Only a single number is expected: how many lines of the data hold the word "which".

(Stored data entries)
►
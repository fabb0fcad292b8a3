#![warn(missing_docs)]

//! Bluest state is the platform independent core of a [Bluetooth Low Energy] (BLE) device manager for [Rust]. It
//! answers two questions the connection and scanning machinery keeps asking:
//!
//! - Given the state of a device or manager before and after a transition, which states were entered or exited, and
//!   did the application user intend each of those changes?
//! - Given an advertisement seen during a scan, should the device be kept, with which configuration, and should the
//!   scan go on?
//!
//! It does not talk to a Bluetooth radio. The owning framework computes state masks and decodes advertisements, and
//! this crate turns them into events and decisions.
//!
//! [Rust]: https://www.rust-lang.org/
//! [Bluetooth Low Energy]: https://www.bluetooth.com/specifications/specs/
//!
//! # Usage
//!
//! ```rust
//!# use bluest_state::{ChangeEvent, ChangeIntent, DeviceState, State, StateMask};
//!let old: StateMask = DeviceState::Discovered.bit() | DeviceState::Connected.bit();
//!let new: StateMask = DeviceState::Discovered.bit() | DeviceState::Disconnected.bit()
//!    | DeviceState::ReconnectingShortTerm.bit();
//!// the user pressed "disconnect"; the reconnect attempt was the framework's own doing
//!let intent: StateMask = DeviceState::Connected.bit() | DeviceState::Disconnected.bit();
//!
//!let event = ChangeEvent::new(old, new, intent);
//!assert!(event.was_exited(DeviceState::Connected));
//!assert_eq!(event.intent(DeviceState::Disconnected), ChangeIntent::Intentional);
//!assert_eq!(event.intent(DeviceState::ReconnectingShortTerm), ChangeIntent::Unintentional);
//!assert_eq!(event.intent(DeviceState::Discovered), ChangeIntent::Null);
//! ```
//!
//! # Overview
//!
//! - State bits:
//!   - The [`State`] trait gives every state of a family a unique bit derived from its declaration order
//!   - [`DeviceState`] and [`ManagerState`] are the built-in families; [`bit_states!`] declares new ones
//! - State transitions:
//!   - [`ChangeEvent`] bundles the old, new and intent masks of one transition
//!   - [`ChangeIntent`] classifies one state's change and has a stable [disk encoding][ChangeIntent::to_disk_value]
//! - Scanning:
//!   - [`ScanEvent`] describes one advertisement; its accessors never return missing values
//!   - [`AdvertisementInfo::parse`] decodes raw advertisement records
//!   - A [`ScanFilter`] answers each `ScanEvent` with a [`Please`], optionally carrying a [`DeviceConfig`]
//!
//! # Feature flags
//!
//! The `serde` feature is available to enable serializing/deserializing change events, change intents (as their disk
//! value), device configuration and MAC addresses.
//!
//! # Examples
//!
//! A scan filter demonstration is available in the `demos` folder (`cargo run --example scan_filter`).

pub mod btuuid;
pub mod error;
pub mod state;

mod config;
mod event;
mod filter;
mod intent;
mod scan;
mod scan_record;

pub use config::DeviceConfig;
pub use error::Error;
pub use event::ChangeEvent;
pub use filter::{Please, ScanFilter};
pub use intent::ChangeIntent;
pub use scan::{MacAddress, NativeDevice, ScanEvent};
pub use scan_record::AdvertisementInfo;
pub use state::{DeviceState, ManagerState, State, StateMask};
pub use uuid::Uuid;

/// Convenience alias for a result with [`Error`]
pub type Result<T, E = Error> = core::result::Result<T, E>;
◄
▶ _Reply to the task_:
2